Extracted entries START

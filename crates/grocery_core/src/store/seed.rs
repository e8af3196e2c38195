//! Starter "essential foods" data and the injectable completion source.

use crate::model::item::Item;
use rand::rngs::StdRng;
use rand::{Rng, SeedableRng};

/// How the completion flag of one seeded entry is chosen.
#[derive(Debug, Clone, Copy, PartialEq, Eq)]
pub enum SeedCompletion {
    Fixed(bool),
    Drawn,
}

/// Starter entries in display order.
pub const ESSENTIAL_FOODS: [(&str, SeedCompletion); 5] = [
    ("Bakery & Breads", SeedCompletion::Fixed(false)),
    ("Meat & Seafood", SeedCompletion::Fixed(true)),
    ("Cereals", SeedCompletion::Drawn),
    ("Pasta & Rice", SeedCompletion::Drawn),
    ("Cheese & Eggs", SeedCompletion::Drawn),
];

/// Supplies completion flags for seeded entries marked `Drawn`.
pub trait CompletionSource {
    fn next_flag(&mut self) -> bool;
}

/// Fair coin flips from a standard RNG.
pub struct RandomCompletion {
    rng: StdRng,
}

impl RandomCompletion {
    /// Seeds from OS entropy; flags differ between runs.
    pub fn from_entropy() -> Self {
        Self {
            rng: StdRng::from_entropy(),
        }
    }

    /// Reproducible sequence for a given seed.
    pub fn seeded(seed: u64) -> Self {
        Self {
            rng: StdRng::seed_from_u64(seed),
        }
    }
}

impl CompletionSource for RandomCompletion {
    fn next_flag(&mut self) -> bool {
        self.rng.gen_bool(0.5)
    }
}

/// Always yields the same flag.
#[derive(Debug, Clone, Copy)]
pub struct FixedCompletion(pub bool);

impl CompletionSource for FixedCompletion {
    fn next_flag(&mut self) -> bool {
        self.0
    }
}

/// Builds the five starter items with fresh ids.
pub(crate) fn essential_items(source: &mut dyn CompletionSource) -> Vec<Item> {
    ESSENTIAL_FOODS
        .iter()
        .map(|(title, completion)| {
            let is_completed = match completion {
                SeedCompletion::Fixed(flag) => *flag,
                SeedCompletion::Drawn => source.next_flag(),
            };
            Item::with_completion(*title, is_completed)
        })
        .collect()
}
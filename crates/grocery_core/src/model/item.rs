//! Grocery item domain model.
//!
//! # Responsibility
//! - Define the canonical grocery entry record.
//! - Provide completion lifecycle helpers and title validation.
//!
//! # Invariants
//! - `id` is stable and never reused for another item.
//! - `title` is non-empty after trimming whitespace.
//! - `is_completed` is the only mutable field.

use serde::{Deserialize, Serialize};
use std::error::Error;
use std::fmt::{Display, Formatter};
use uuid::Uuid;

/// Stable identifier for a grocery item.
pub type ItemId = Uuid;

/// Observable lifecycle state of a live item.
///
/// `Deleted` is not represented: deleted items leave the collection.
#[derive(Debug, Clone, Copy, PartialEq, Eq, Serialize, Deserialize)]
#[serde(rename_all = "snake_case")]
pub enum ItemState {
    Active,
    Completed,
}

/// One grocery list entry.
#[derive(Debug, Clone, PartialEq, Eq, Serialize, Deserialize)]
pub struct Item {
    pub id: ItemId,
    /// User-facing label, stored exactly as supplied.
    pub title: String,
    pub is_completed: bool,
}

/// Validation error for item invariants.
#[derive(Debug, Clone, PartialEq, Eq)]
pub enum ItemValidationError {
    /// Title is empty or whitespace-only.
    EmptyTitle,
}

impl Display for ItemValidationError {
    fn fmt(&self, f: &mut Formatter<'_>) -> std::fmt::Result {
        match self {
            Self::EmptyTitle => write!(f, "item title must not be empty"),
        }
    }
}

impl Error for ItemValidationError {}

impl Item {
    /// Creates an active item with a freshly generated ID.
    pub fn new(title: impl Into<String>) -> Self {
        Self::with_completion(title, false)
    }

    /// Creates an item with a fresh ID and an explicit completion flag.
    ///
    /// Used by seeding, where some starter items begin completed.
    pub fn with_completion(title: impl Into<String>, is_completed: bool) -> Self {
        Self {
            id: Uuid::new_v4(),
            title: title.into(),
            is_completed,
        }
    }

    /// Returns the lifecycle state derived from `is_completed`.
    pub fn state(&self) -> ItemState {
        if self.is_completed {
            ItemState::Completed
        } else {
            ItemState::Active
        }
    }

    /// Flips completion, moving `Active <-> Completed`.
    pub fn toggle(&mut self) {
        self.is_completed = !self.is_completed;
    }

    /// Checks item invariants before persistence.
    ///
    /// # Errors
    /// - `EmptyTitle` when the title has no non-whitespace characters.
    pub fn validate(&self) -> Result<(), ItemValidationError> {
        if is_blank_title(&self.title) {
            return Err(ItemValidationError::EmptyTitle);
        }
        Ok(())
    }
}

/// Returns whether a raw title would be ignored by `add`.
pub fn is_blank_title(title: &str) -> bool {
    title.trim().is_empty()
}
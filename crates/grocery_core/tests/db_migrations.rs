use grocery_core::db::migrations::latest_version;
use grocery_core::db::{open_db, open_db_in_memory, DbError};
use rusqlite::Connection;

const ITEMS_V1_SQL: &str = include_str!("../src/db/migrations/0001_items.sql");

fn user_version(conn: &Connection) -> u32 {
    conn.query_row("PRAGMA user_version;", [], |row| row.get(0))
        .unwrap()
}

fn table_names(conn: &Connection) -> Vec<String> {
    let mut stmt = conn
        .prepare("SELECT name FROM sqlite_master WHERE type = 'table' ORDER BY name;")
        .unwrap();
    let names = stmt
        .query_map([], |row| row.get::<_, String>(0))
        .unwrap()
        .collect::<Result<Vec<_>, _>>()
        .unwrap();
    names
}

#[test]
fn fresh_database_has_items_and_ui_state_tables() {
    let conn = open_db_in_memory().unwrap();

    assert_eq!(user_version(&conn), latest_version());
    let tables = table_names(&conn);
    assert!(tables.iter().any(|name| name == "items"), "{tables:?}");
    assert!(tables.iter().any(|name| name == "ui_state"), "{tables:?}");
}

#[test]
fn version_one_list_is_upgraded_without_losing_items() {
    let dir = tempfile::tempdir().unwrap();
    let path = dir.path().join("old-list.db");

    let old = Connection::open(&path).unwrap();
    old.execute_batch(ITEMS_V1_SQL).unwrap();
    old.execute_batch("PRAGMA user_version = 1;").unwrap();
    old.execute(
        "INSERT INTO items (id, title, is_completed)
         VALUES ('5f0c6a4e-8d1b-4c3e-9a7f-2b1d0e9c8a76', 'Cereals', 1);",
        [],
    )
    .unwrap();
    drop(old);

    let conn = open_db(&path).unwrap();
    assert_eq!(user_version(&conn), latest_version());
    assert!(table_names(&conn).iter().any(|name| name == "ui_state"));
    let (title, done): (String, i64) = conn
        .query_row("SELECT title, is_completed FROM items;", [], |row| {
            Ok((row.get(0)?, row.get(1)?))
        })
        .unwrap();
    assert_eq!((title.as_str(), done), ("Cereals", 1));
    drop(conn);

    let reopened = open_db(&path).unwrap();
    assert_eq!(user_version(&reopened), latest_version());
}

#[test]
fn list_written_by_newer_build_is_refused() {
    let dir = tempfile::tempdir().unwrap();
    let path = dir.path().join("future.db");
    Connection::open(&path)
        .unwrap()
        .execute_batch("PRAGMA user_version = 42;")
        .unwrap();

    let err = open_db(&path).unwrap_err();
    assert!(err.to_string().contains("schema v42"));
    assert!(matches!(
        err,
        DbError::SchemaTooNew { found: 42, supported } if supported == latest_version()
    ));
}

#[test]
fn blank_titles_are_rejected_by_the_schema_itself() {
    let conn = open_db_in_memory().unwrap();
    let result = conn.execute(
        "INSERT INTO items (id, title, is_completed) VALUES ('x', '   ', 0);",
        [],
    );
    assert!(result.is_err());
}
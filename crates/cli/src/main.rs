//! Mono CLI - Catalog inspection and shop state management.
//!
//! # Usage
//!
//! ```bash
//! # List the product catalog
//! mono-cli catalog list
//!
//! # List featured earbuds only
//! mono-cli catalog list --category Earbuds --featured
//!
//! # Show one product
//! mono-cli catalog show 1
//!
//! # Clear the persisted cart
//! mono-cli reset cart
//!
//! # Clear everything (cart, wishlist, saved address)
//! mono-cli reset all
//! ```
//!
//! # Commands
//!
//! - `catalog` - Inspect the product catalog
//! - `reset` - Remove persisted shop state records

#![cfg_attr(not(test), forbid(unsafe_code))]
// Command output belongs on stdout
#![allow(clippy::print_stdout)]

use std::path::PathBuf;

use clap::{Parser, Subcommand};

use mono_storefront::config::StorefrontConfig;

mod commands;

#[derive(Parser)]
#[command(name = "mono-cli")]
#[command(author, version, about = "Mono Audio CLI tools")]
struct Cli {
    #[command(subcommand)]
    command: Commands,
}

#[derive(Subcommand)]
enum Commands {
    /// Inspect the product catalog
    Catalog {
        #[command(subcommand)]
        action: CatalogAction,
    },
    /// Remove persisted shop state records
    Reset {
        /// What to remove (default: all)
        #[command(subcommand)]
        target: Option<ResetTarget>,

        /// Data directory holding the records (default: MONO_DATA_DIR)
        #[arg(long)]
        data_dir: Option<PathBuf>,
    },
}

#[derive(Subcommand)]
enum CatalogAction {
    /// List catalog products as JSON
    List {
        /// Filter by category (Headphones, Earbuds, Accessories)
        #[arg(short, long)]
        category: Option<String>,

        /// Only list featured products
        #[arg(short, long)]
        featured: bool,
    },
    /// Show one product as JSON
    Show {
        /// Product id
        id: i32,
    },
}

#[derive(Subcommand)]
enum ResetTarget {
    /// Remove the persisted cart
    Cart,
    /// Remove the persisted wishlist
    Wishlist,
    /// Remove the saved checkout address
    Address,
    /// Remove all persisted records
    All,
}

fn main() {
    // Load .env first so RUST_LOG from it reaches the subscriber
    dotenvy::dotenv().ok();

    // Initialize tracing
    tracing_subscriber::fmt::init();

    let cli = Cli::parse();

    if let Err(e) = run(cli) {
        tracing::error!("Command failed: {e}");
        std::process::exit(1);
    }
}

fn run(cli: Cli) -> Result<(), Box<dyn std::error::Error>> {
    match cli.command {
        Commands::Catalog { action } => match action {
            CatalogAction::List { category, featured } => {
                commands::catalog::list(category.as_deref(), featured)?;
            }
            CatalogAction::Show { id } => commands::catalog::show(id)?,
        },
        Commands::Reset { target, data_dir } => {
            let data_dir = match data_dir {
                Some(dir) => dir,
                None => StorefrontConfig::from_env()?.data_dir,
            };
            let target = match target {
                Some(ResetTarget::Cart) => commands::reset::Target::Cart,
                Some(ResetTarget::Wishlist) => commands::reset::Target::Wishlist,
                Some(ResetTarget::Address) => commands::reset::Target::Address,
                Some(ResetTarget::All) | None => commands::reset::Target::All,
            };
            commands::reset::run(&data_dir, target)?;
        }
    }
    Ok(())
}
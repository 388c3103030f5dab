//! Reset persisted shop state.
//!
//! Each record is removed individually so a reset of one collection never
//! touches the others. Removing a record that does not exist is a no-op.

use std::path::Path;

use mono_storefront::storage::{LocalStore, keys};

/// Which persisted records to remove.
#[derive(Debug, Clone, Copy)]
pub enum Target {
    Cart,
    Wishlist,
    Address,
    All,
}

/// Remove the selected records from the data directory.
///
/// # Errors
///
/// Returns an error if the store cannot be opened or a record cannot be
/// removed.
pub fn run(data_dir: &Path, target: Target) -> Result<(), Box<dyn std::error::Error>> {
    let store = LocalStore::open(data_dir)?;

    let selected: &[&str] = match target {
        Target::Cart => &[keys::CART],
        Target::Wishlist => &[keys::WISHLIST],
        Target::Address => &[keys::SAVED_ADDRESS],
        Target::All => &[keys::CART, keys::WISHLIST, keys::SAVED_ADDRESS],
    };

    for key in selected {
        store.remove(key)?;
        tracing::info!(key, "removed persisted record");
    }
    Ok(())
}
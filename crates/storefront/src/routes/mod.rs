//! HTTP route handlers for the storefront JSON API.
//!
//! # Route Structure
//!
//! ```text
//! GET  /health                  - Health check
//!
//! # Products
//! GET  /products                - Product listing (?category=, ?featured=true)
//! GET  /products/{id}           - Product detail (404 body carries an escape hatch)
//!
//! # Cart
//! GET  /cart                    - Cart view (items, count, totals, panel flag)
//! GET  /cart/count              - Unit count only
//! POST /cart/add                - Add a product (merges by id, opens panel unless silent)
//! POST /cart/update             - Adjust a line quantity by delta (floored at 1)
//! POST /cart/remove             - Remove a line
//! POST /cart/clear              - Empty the cart
//! POST /cart/open               - Show the cart panel
//! POST /cart/close              - Hide the cart panel
//!
//! # Wishlist
//! GET  /wishlist                - Wishlist view
//! POST /wishlist/add            - Add a product (idempotent)
//! POST /wishlist/remove         - Remove a product
//! GET  /wishlist/contains/{id}  - Membership check
//!
//! # Checkout
//! GET  /checkout                         - Totals + discount state + recommendation
//! POST /checkout/discount                - Evaluate a discount code
//! POST /checkout/card-meta               - Card brand detection + formatting
//! POST /checkout/validate/pay-now        - Validate the card form (no side effects)
//! POST /checkout/validate/cash-on-delivery - Validate the COD form
//! POST /checkout/pay-now                 - Submit the card form (422 when invalid)
//! POST /checkout/cash-on-delivery        - Submit the COD form
//! GET  /checkout/saved-address           - Persisted address for form pre-fill
//! GET  /checkout/confirmation            - Receipt of the last order this session
//! ```

pub mod cart;
pub mod checkout;
pub mod products;
pub mod wishlist;

use axum::{
    Router,
    routing::{get, post},
};

use crate::state::AppState;

/// Create the product routes router.
pub fn product_routes() -> Router<AppState> {
    Router::new()
        .route("/", get(products::index))
        .route("/{id}", get(products::show))
}

/// Create the cart routes router.
pub fn cart_routes() -> Router<AppState> {
    Router::new()
        .route("/", get(cart::show))
        .route("/count", get(cart::count))
        .route("/add", post(cart::add))
        .route("/update", post(cart::update))
        .route("/remove", post(cart::remove))
        .route("/clear", post(cart::clear))
        .route("/open", post(cart::open))
        .route("/close", post(cart::close))
}

/// Create the wishlist routes router.
pub fn wishlist_routes() -> Router<AppState> {
    Router::new()
        .route("/", get(wishlist::show))
        .route("/add", post(wishlist::add))
        .route("/remove", post(wishlist::remove))
        .route("/contains/{id}", get(wishlist::contains))
}

/// Create the checkout routes router.
pub fn checkout_routes() -> Router<AppState> {
    Router::new()
        .route("/", get(checkout::show))
        .route("/discount", post(checkout::apply_discount))
        .route("/card-meta", post(checkout::card_meta))
        .route("/validate/pay-now", post(checkout::validate_pay_now))
        .route(
            "/validate/cash-on-delivery",
            post(checkout::validate_cash_on_delivery),
        )
        .route("/pay-now", post(checkout::submit_pay_now))
        .route("/cash-on-delivery", post(checkout::submit_cash_on_delivery))
        .route("/saved-address", get(checkout::saved_address))
        .route("/confirmation", get(checkout::confirmation))
}

/// Create all routes for the storefront.
pub fn routes() -> Router<AppState> {
    Router::new()
        .nest("/products", product_routes())
        .nest("/cart", cart_routes())
        .nest("/wishlist", wishlist_routes())
        .nest("/checkout", checkout_routes())
}
//! Application state shared across handlers.

use std::sync::Arc;

use crate::config::StorefrontConfig;
use crate::shop::ShopService;
use crate::storage::{LocalStore, StorageError};

/// Application state shared across all handlers.
///
/// This struct is cheaply cloneable via `Arc` and provides access to the
/// shop service and configuration.
#[derive(Clone)]
pub struct AppState {
    inner: Arc<AppStateInner>,
}

struct AppStateInner {
    config: StorefrontConfig,
    shop: ShopService,
}

impl AppState {
    /// Create a new application state, opening the local store under the
    /// configured data directory.
    ///
    /// # Errors
    ///
    /// Returns an error if the data directory cannot be created.
    pub fn new(config: StorefrontConfig) -> Result<Self, StorageError> {
        let store = LocalStore::open(&config.data_dir)?;
        let shop = ShopService::new(store);

        Ok(Self {
            inner: Arc::new(AppStateInner { config, shop }),
        })
    }

    /// Get a reference to the storefront configuration.
    #[must_use]
    pub fn config(&self) -> &StorefrontConfig {
        &self.inner.config
    }

    /// Get a reference to the shop service.
    #[must_use]
    pub fn shop(&self) -> &ShopService {
        &self.inner.shop
    }
}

Extracted entries END

Where the word "CatalogAction" shows up in a line of the entries above, copy that line.

        action: CatalogAction,
enum CatalogAction {
            CatalogAction::List { category, featured } => {
            CatalogAction::Show { id } => commands::catalog::show(id)?,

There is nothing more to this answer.